La mamma era una donna di straordinaria bellezza, ma per mio padre era lunico suo pregio. Io, che lo amavo con tutto il cuore, lo guardavo con gli occhi di chi non può più fare a meno di lui.

Lui insegnava Scienze politiche agli studenti universitari. Proveniva da una famiglia aristocratica, colta e rigida, che non aveva mai accettato la mia madre. Solo anni più tardi ho scoperto come si erano incontrati. Alessandro, allora membro di un gruppo di volontari universitari, era stato inviato in una fattoria collettiva della Puglia per costruire recinti per gli animali. Isabella, allora sedici anni, lavorava come mungitrice. Aveva solo otto classi di scuola elementare, e persino dopo molti anni di vita insieme non aveva mai imparato a leggere con disinvoltà: sfiorava le parole con le dita e sussurrava a bassa voce le sillabe. Ma la sua bellezza era indiscutibile: pelle candida e trasparente, lunghi capelli biondodorati fino alla vita, occhi azzurri come i campi di papaveri, lineamenti scolpiti. Nella foto di nozze sembrava uscita da una rivista. Alessandro era alto, con capelli scuri, folti baffi e un aspetto molto virile.

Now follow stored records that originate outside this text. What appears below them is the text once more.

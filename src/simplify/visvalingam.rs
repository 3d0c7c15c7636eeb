//! Visvalingam-Whyatt simplification
//!
//! Repeatedly drops the vertex with the smallest effective area (the
//! triangle it forms with its current neighbours) until every remaining
//! vertex is above the area tolerance or the minimum vertex count is
//! reached. Vertices live in an arena linked by index; priorities live in an
//! [`IndexedMinHeap`] so neighbour areas can be updated in place after each
//! removal.

use crate::geometry::{corner_cos, triangle_area, CoordinateBuffer, Geometry, Point, Topology};

use super::heap::IndexedMinHeap;

/// Vertex in the arena-backed doubly linked list
#[derive(Debug, Clone, Copy)]
struct Vertex {
    point: Point,
    area: f64,
    prev: Option<usize>,
    next: Option<usize>,
}

/// Visvalingam-Whyatt simplifier with optional angle weighting
#[derive(Debug, Clone, Copy, Default)]
pub struct VisvalingamSimplifier {
    tolerance: f64,
    weight: f64,
}

impl VisvalingamSimplifier {
    pub fn new(tolerance: f64) -> Self {
        Self {
            tolerance,
            weight: 0.0,
        }
    }

    /// Scale effective areas by `1 - k * cos(angle)`
    ///
    /// With `k > 0` near-straight vertices gain weight and sharp spikes lose
    /// it; `k < 0` does the opposite and keeps spikes alive.
    pub fn with_weight(mut self, k: f64) -> Self {
        self.weight = k;
        self
    }

    pub fn tolerance(&self) -> f64 {
        self.tolerance
    }

    pub fn simplify(&self, coords: &CoordinateBuffer, topology: Topology) -> CoordinateBuffer {
        let n = coords.len();
        let min_points = topology.min_points();
        if n <= min_points {
            return coords.clone();
        }

        let mut vertices: Vec<Vertex> = (0..n)
            .map(|i| Vertex {
                point: coords.point(i),
                area: f64::INFINITY,
                prev: if i > 0 { Some(i - 1) } else { None },
                next: if i + 1 < n { Some(i + 1) } else { None },
            })
            .collect();

        let mut heap = IndexedMinHeap::with_capacity(n);
        for i in 0..n {
            let area = self.effective_area(&vertices, i);
            vertices[i].area = area;
            heap.push(i, area);
        }

        let mut remaining = n;
        while let Some(idx) = heap.poll() {
            let v = vertices[idx];
            // endpoints carry infinite area and are never removed
            if v.area > self.tolerance || remaining <= min_points || v.prev.is_none() || v.next.is_none() {
                break;
            }

            // unlink
            let Vertex { prev, next, .. } = v;
            if let Some(p) = prev {
                vertices[p].next = next;
            }
            if let Some(nx) = next {
                vertices[nx].prev = prev;
            }
            remaining -= 1;

            for neighbour in [prev, next].into_iter().flatten() {
                let area = self.effective_area(&vertices, neighbour);
                vertices[neighbour].area = area;
                heap.update(neighbour, area);
            }
        }

        let mut result = CoordinateBuffer::with_capacity(remaining);
        let mut cursor = Some(0);
        while let Some(i) = cursor {
            result.force_add_point(vertices[i].point.x, vertices[i].point.y);
            cursor = vertices[i].next;
        }
        result
    }

    fn effective_area(&self, vertices: &[Vertex], idx: usize) -> f64 {
        let v = &vertices[idx];
        let (prev, next) = match (v.prev, v.next) {
            (Some(p), Some(n)) => (vertices[p].point, vertices[n].point),
            _ => return f64::INFINITY,
        };
        let area = triangle_area(prev, v.point, next);
        if self.weight == 0.0 {
            return area;
        }
        let cos = corner_cos(prev, v.point, next);
        area * (1.0 - self.weight * cos).max(0.0)
    }
}

/// Visvalingam-Whyatt simplification of a single sequence
pub fn visvalingam_whyatt(coords: &CoordinateBuffer, tolerance: f64, topology: Topology) -> CoordinateBuffer {
    VisvalingamSimplifier::new(tolerance).simplify(coords, topology)
}

/// Visvalingam-Whyatt over every line and ring of a geometry
pub fn simplify_vw(geom: &Geometry, simplifier: &VisvalingamSimplifier) -> Geometry {
    geom.map_sequences(|coords, topology| simplifier.simplify(coords, topology))
}

#[cfg(test)]
mod tests {
    use super::*;

    fn square_ring() -> CoordinateBuffer {
        CoordinateBuffer::from(vec![(0.0, 0.0), (10.0, 0.0), (10.0, 10.0), (0.0, 10.0), (0.0, 0.0)])
    }

    #[test]
    fn test_removes_smallest_area_first() {
        let line = CoordinateBuffer::from(vec![
            (0.0, 0.0),
            (1.0, 0.1),  // area 0.1
            (2.0, 0.0),
            (3.0, 2.0),  // large spike
            (4.0, 0.0),
        ]);
        let simplified = visvalingam_whyatt(&line, 2.0, Topology::Open);
        assert_eq!(simplified.to_points(), vec![
            Point::new(0.0, 0.0),
            Point::new(3.0, 2.0),
            Point::new(4.0, 0.0),
        ]);
    }

    #[test]
    fn test_square_ring_stops_at_four_points() {
        let ring = square_ring();
        let simplified = visvalingam_whyatt(&ring, 51.0, Topology::Ring);
        assert_eq!(simplified.len(), 4);
        assert_eq!(simplified.first(), simplified.last());

        let untouched = visvalingam_whyatt(&ring, 49.0, Topology::Ring);
        assert_eq!(untouched, ring);
    }

    #[test]
    fn test_open_line_keeps_endpoints() {
        let line = CoordinateBuffer::from(vec![(0.0, 0.0), (1.0, 1.0), (2.0, 0.0), (3.0, 1.0)]);
        let simplified = visvalingam_whyatt(&line, f64::MAX, Topology::Open);
        assert_eq!(simplified.to_points(), vec![Point::new(0.0, 0.0), Point::new(3.0, 1.0)]);
    }

    #[test]
    fn test_short_input_unchanged() {
        let line = CoordinateBuffer::from(vec![(0.0, 0.0), (1.0, 1.0)]);
        assert_eq!(visvalingam_whyatt(&line, 100.0, Topology::Open), line);
    }

    #[test]
    fn test_angle_weight_changes_priority() {
        // a narrow spike and a shallow bump with the same raw area
        let line = CoordinateBuffer::from(vec![
            (0.0, 0.0),
            (1.0, 4.0),  // spike, area 4
            (2.0, 0.0),
            (6.0, 1.0),  // shallow bump, area 4
            (10.0, 0.0),
        ]);
        let plain = visvalingam_whyatt(&line, 4.0, Topology::Open);
        assert_eq!(plain.len(), 3);

        // negative weight shrinks near-straight corners and grows spikes
        let keep_spikes = VisvalingamSimplifier::new(4.0).with_weight(-0.5).simplify(&line, Topology::Open);
        assert!(keep_spikes.iter().any(|p| p == Point::new(1.0, 4.0)));
        assert!(!keep_spikes.iter().any(|p| p == Point::new(6.0, 1.0)));
    }

    #[test]
    fn test_monotonic_in_tolerance() {
        let line: CoordinateBuffer = (0..50)
            .map(|i| {
                let x = i as f64;
                Point::new(x, (x * 0.7).sin() * (1.0 + (i % 7) as f64))
            })
            .collect();
        let mut last_len = usize::MAX;
        for tolerance in [0.0, 0.1, 0.5, 1.0, 2.0, 5.0, 10.0, 100.0] {
            let len = visvalingam_whyatt(&line, tolerance, Topology::Open).len();
            assert!(len <= last_len, "tolerance {} produced {} > {}", tolerance, len, last_len);
            assert!(len >= 2);
            last_len = len;
        }
    }
}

Lestate in cui Isabella rimase incinta, lui dovette sposarla. Forse una volta laveva ammirata, ma i genitori di lui esercitavano una pressione costante, accusandola di averlo ingannato. Alluniversità gironzolavano giovani dottorandi, non sempre tanto belle ma sicuramente più istruite, capaci di sostenere conversazioni acute. Inoltre, quando Alessandro cercava di introdurla a pranzi o cene, lei mangiava goffamente, non sapeva usare le posate e rideva così forte da farlo arrossire. Lui non esitava a dirglielo, e lei scuoteva la testa con un sorriso triste, senza mai contraddirlo.

Io non volevo assomigliare a mia madre. Desideravo che mio padre fosse fiero di me. Prima ancora di andare a scuola imparai lalfabeto e leggevo meglio di lei. Passavo le giornate a esercitarmi con i numeri, così da rispondere correttamente a ogni problema che Alessandro mi proponeva, sperando di guadagnare il suo elogio. A tavola osservavo attentamente i suoi gesti e imitavo: mangiavo con la bocca chiusa, non leccavo il piatto, usavo forchetta e coltello. Nonostante tutti i miei sforzi, Alessandro rimaneva distante, lanciandomi solo sguardi fugaci e sistemando i miei capelli lunghi con una mano distratta. Quando riuscivo a parlare con lui, quelle brevi conversazioni diventavano il mio più grande conforto, e rievocavo mentalmente ogni sua frase.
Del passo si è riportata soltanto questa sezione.